Entrevista:O Estado inteligente

domingo, outubro 19, 2008

Daniel Piza

Cassino

Sinopse


A volatilidade começa na psique. Há quem acredite que, como as crises são inerentes ao capitalismo, a atual é apenas mais uma e brevemente estaremos de volta à festa da liquidez global, propiciada pelo admirável mundo novo da economia digital. Hoje uns perdem e outros ganham; amanhã isso recomeça naturalmente. Não há nada de errado no fato de um bando de nerds com gel no cabelo dar notas aos países como se estivessem no Second Life. A depressão de hoje é apenas a condição para a euforia de amanhã. Para outros, a depressão agora veio para ficar, salvo surtos de euforia. Assim como a ocupação do Iraque iria terminar como a Guerra do Vietnã, o neoliberalismo de Bush II só poderia culminar no fim do capitalismo e na obsolescência da América.

Só que o futuro é sempre mais complexo que as explicações. A crise é séria, e ninguém sabe se e quanto vai mudar o sistema econômico. O que se sabe é que ela é diferente das crises financeiras dos últimos dez anos, antes de mais nada porque nascida de uma bolha imobiliária, que afeta o crédito de muita gente. EUA e Europa estão em desaceleração forte, ao passo que os emergentes já não contam com as altas de preços internacionais. E a discussão sobre instrumentos como os derivativos, acessíveis a qualquer bancário na onda infinita da "securitização" (revenda de empréstimos), é essencial. Ela não nasceu ontem: basta lembrar o caso do ING Barings em 1995.

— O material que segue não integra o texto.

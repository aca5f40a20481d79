//! Production [`super::Syscall`] implementation, thin wrappers over `nix`.

use std::any::Any;
use std::path::Path;

use nix::errno::Errno;
use nix::mount::{mount, umount2, MntFlags, MsFlags};
use nix::sched::{setns, unshare, CloneFlags};
use nix::sys::stat::{mknod, SFlag};
use nix::sys::stat::Mode;
use nix::unistd::{chdir, pivot_root, sethostname};

use super::Syscall;

#[derive(Clone, Default)]
pub struct LinuxSyscall;

impl Syscall for LinuxSyscall {
    fn as_any(&self) -> &dyn Any {
        self
    }

    fn mount(
        &self,
        source: Option<&Path>,
        target: &Path,
        fstype: Option<&str>,
        flags: MsFlags,
        data: Option<&str>,
    ) -> Result<(), Errno> {
        mount(source, target, fstype, flags, data)
    }

    fn umount2(&self, target: &Path, lazy: bool) -> Result<(), Errno> {
        let flags = if lazy { MntFlags::MNT_DETACH } else { MntFlags::empty() };
        umount2(target, flags)
    }

    fn mknod(&self, path: &Path, kind: SFlag, perm: u32, dev: u64) -> Result<(), Errno> {
        mknod(path, kind, Mode::from_bits_truncate(perm), dev)
    }

    fn pivot_root(&self, new_root: &Path, put_old: &Path) -> Result<(), Errno> {
        pivot_root(new_root, put_old)
    }

    fn chdir(&self, path: &Path) -> Result<(), Errno> {
        chdir(path)
    }

    fn unshare(&self, flags: CloneFlags) -> Result<(), Errno> {
        unshare(flags)
    }

    fn setns(&self, fd: i32, nstype: CloneFlags) -> Result<(), Errno> {
        setns(fd, nstype)
    }

    fn sethostname(&self, name: &str) -> Result<(), Errno> {
        sethostname(name)
    }
}
use clap::Clap;

use droidspaces::config::{Cli, Command, ContainerConfig};
use droidspaces::error::{exit_code, DsError};
use droidspaces::lifecycle::Droidspaces;
use droidspaces::logger;

fn main() {
    let cli = Cli::parse();

    if let Err(e) = logger::init(cli.log.clone()) {
        eprintln!("droidspaces: failed to initialize logging: {}", e);
    }

    let code = run(&cli).unwrap_or_else(|e| {
        eprintln!("droidspaces: {}", e);
        exit_code(&e)
    });
    std::process::exit(code);
}

fn run(cli: &Cli) -> Result<i32, DsError> {
    let runtime = Droidspaces::new();

    match &cli.command {
        Command::Start => {
            let cfg = ContainerConfig::from_cli(cli)?;
            runtime.start(cfg)
        }
        Command::Stop => {
            let name = require_name(cli)?;
            runtime.stop(&name, false)
        }
        Command::Restart => {
            let cfg = ContainerConfig::from_cli(cli)?;
            runtime.restart(cfg)
        }
        Command::Enter { user } => {
            let name = require_name(cli)?;
            runtime.enter(&name, user.as_deref())
        }
        Command::Run { cmd } => {
            let name = require_name(cli)?;
            runtime.run_cmd(&name, cmd)
        }
        Command::Info { name } => {
            let text = runtime.info(name.as_deref())?;
            print!("{}", text);
            Ok(0)
        }
        Command::Show => {
            let text = runtime.show()?;
            print!("{}", text);
            Ok(0)
        }
        Command::Scan => {
            for listing in runtime.scan()? {
                println!("{}\t{}", listing.name, listing.pid.as_raw());
            }
            Ok(0)
        }
        Command::Pid => {
            let name = require_name(cli)?;
            let pid = runtime.pid(&name)?;
            println!("{}", pid.as_raw());
            Ok(0)
        }
        Command::Status => {
            let name = require_name(cli)?;
            let running = runtime.status(&name)?;
            println!("{}", if running { "running" } else { "stopped" });
            Ok(if running { 0 } else { 4 })
        }
        Command::Check => {
            let missing = runtime.check()?;
            if missing.is_empty() {
                println!("ok");
                Ok(0)
            } else {
                for feature in &missing {
                    eprintln!("missing: {}", feature);
                }
                Ok(3)
            }
        }
    }
}

fn require_name(cli: &Cli) -> Result<String, DsError> {
    cli.name
        .clone()
        .ok_or_else(|| DsError::InvalidArgs("--name is required for this command".to_string()))
}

O capitalismo não chegou aonde chegou sem freios e mudanças de direção. Daí a repetir um velho presidente republicano dos tempos da Guerra do Vietnã, um tal de Richard Nixon, e dizer que "somos todos keynesianos agora", vai enorme distância. Primeiro, porque os EUA têm sido relativamente "keynesianos" nestes anos todos, ao permitir um déficit público altíssimo para alimentar o consumismo de sua população, quase toda endividada em cartões de crédito a juros baixíssimos. Segundo, porque Keynes sempre foi o primeiro a defender os gastos públicos quando houvesse necessidade de "impedir ou compensar recessões", como disse seu biógrafo, Robert Skidelsky; na frase do próprio Keynes, "um governo pode viver por esse meio quando não consegue viver por qualquer outro". Ele não era um estatista, porque ciente de que intervencionismo excessivo e não seletivo causa inflação e ineficiência.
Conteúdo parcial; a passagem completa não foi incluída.